È indubbio che esista un problema di risorse complessivamente intese ma è altrettanto noto che in qualsiasi settore aziendale migliorare la performance e la “accountability” dipende dall’avere degli obiettivi condivisi che uniscano gli interessi e le attività di tutti gli stakeholders. E infatti il concetto di valore si riferisce al risultato raggiunto anche in rapporto al costo atteso del trattamento. Inoltre definire e misurare il valore è essenziale per comprendere la performance di qualsiasi organizzazione sanitaria e per orientarla verso il miglioramento continuo ed infatti, nell’assistenza sanitaria, il valore è anche l’esito in termini di salute raggiunta dal paziente per ogni euro speso.

L’essenza delle prossime azioni in campo di management sanitario sarà privilegiare quelle orientate alla misurazione accurata dei fenomeni che vorremo gestire e migliorare, ricordando quello che scriveva Daniel Yankelovic nel 1972 (Corporate priorities : a continuing study of the new domands of business). Il suo pensiero esprimeva la complessità della misurazione e implicitamente sottolineava quanto sia indispensabile gestire le dinamiche aziendali prestando attenzione a ciò che è davvero importante e mettendo in discussione tipici, spesso automatici, comportamenti organizzativi che ostacolano il miglioramento. Peccato che ancora oggi nelle organizzazioni sanitarie il pensiero che si percepisce sempre presente e dominante è “abbiamo sempre fatto cosi”. È evidente che non potremo che migliorare, in futuro!
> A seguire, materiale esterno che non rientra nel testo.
//! Draw target over one pool buffer
//!
//! Covers a rectangle of the panel. Pixels are packed row by row with the
//! rectangle's width as stride, which is the layout a flush expects.
//! Anything drawn outside the rectangle is discarded, so a full scene can be
//! drawn into every band.

use core::convert::Infallible;

use embedded_graphics::pixelcolor::{IntoStorage, Rgb565};
use embedded_graphics::prelude::*;
use embedded_graphics::primitives::Rectangle;

use tessera_core::geometry::{Area, PanelSize};
use tessera_core::pixel::{rgb565_luma, ColorFormat};

pub struct BandTarget<'a> {
    pixels: &'a mut [u8],
    area: Area,
    format: ColorFormat,
    panel: PanelSize,
}

impl<'a> BandTarget<'a> {
    /// `area` must lie within the panel and fit in `pixels`
    pub fn new(pixels: &'a mut [u8], area: Area, format: ColorFormat, panel: PanelSize) -> Self {
        Self {
            pixels,
            area,
            format,
            panel,
        }
    }

    fn width(&self) -> usize {
        (self.area.x2 - self.area.x1 + 1) as usize
    }

    fn offset(&self, point: Point) -> Option<usize> {
        if !self.area.contains(point.x, point.y) {
            return None;
        }
        let col = (point.x - self.area.x1) as usize;
        let row = (point.y - self.area.y1) as usize;
        Some((row * self.width() + col) * self.format.bytes_per_pixel())
    }

    fn encode(&self, color: Rgb565) -> [u8; 2] {
        match self.format {
            ColorFormat::Rgb565 => color.into_storage().to_le_bytes(),
            ColorFormat::L8 => [rgb565_luma(color.into_storage()), 0],
        }
    }
}

impl OriginDimensions for BandTarget<'_> {
    fn size(&self) -> Size {
        Size::new(u32::from(self.panel.width), u32::from(self.panel.height))
    }
}

impl DrawTarget for BandTarget<'_> {
    type Color = Rgb565;
    type Error = Infallible;

    fn draw_iter<I>(&mut self, pixels: I) -> Result<(), Self::Error>
    where
        I: IntoIterator<Item = Pixel<Self::Color>>,
    {
        let bpp = self.format.bytes_per_pixel();
        for Pixel(point, color) in pixels {
            if let Some(offset) = self.offset(point) {
                let bytes = self.encode(color);
                if let Some(dst) = self.pixels.get_mut(offset..offset + bpp) {
                    dst.copy_from_slice(&bytes[..bpp]);
                }
            }
        }
        Ok(())
    }

    fn fill_solid(&mut self, area: &Rectangle, color: Self::Color) -> Result<(), Self::Error> {
        let band = Rectangle::with_corners(
            Point::new(self.area.x1, self.area.y1),
            Point::new(self.area.x2, self.area.y2),
        );
        let clipped = area.intersection(&band);
        let Some(bottom_right) = clipped.bottom_right() else {
            return Ok(());
        };

        let bpp = self.format.bytes_per_pixel();
        let bytes = self.encode(color);
        let run = clipped.size.width as usize * bpp;
        for y in clipped.top_left.y..=bottom_right.y {
            let Some(start) = self.offset(Point::new(clipped.top_left.x, y)) else {
                continue;
            };
            if let Some(row) = self.pixels.get_mut(start..start + run) {
                for px in row.chunks_exact_mut(bpp) {
                    px.copy_from_slice(&bytes[..bpp]);
                }
            }
        }
        Ok(())
    }

    fn clear(&mut self, color: Self::Color) -> Result<(), Self::Error> {
        let bounds = self.bounding_box();
        self.fill_solid(&bounds, color)
    }
}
Concludo con alcune riflessioni riportate nell’ultimo Rapporto Oasi 2023 Cergas-Bocconi che indicano i passi non indolori ma necessari da fare subito :

  • un’analisi dettagliata dei consumi di pazienti con profili di salute omogenei, per individuare le aree di over- e undertreatment, considerando nel conteggio anche quanto ottenuto in regime privato;

  • la limitazione delle prescrizioni a quanto effettivamente erogabile;

  • lo snellimento delle procedure, facendo coincidere i momenti della prescrizione e della prenotazione.

Questo comporterà una riorganizzazione dei servizi, passando dalla logica prestazionale a quella della presa in carico (il percorso di cura) con la conseguente necessità di cambiare il sistema di finanziamento. Questo cambiamento sarebbe una modalità di spendere i fondi del PNRR in modo più razionale rispetto al semplice potenziamento dei servizi a modello sostanzialmente invariato che, oltretutto, non avrà possibilità di essere sostenibile nel lungo periodo.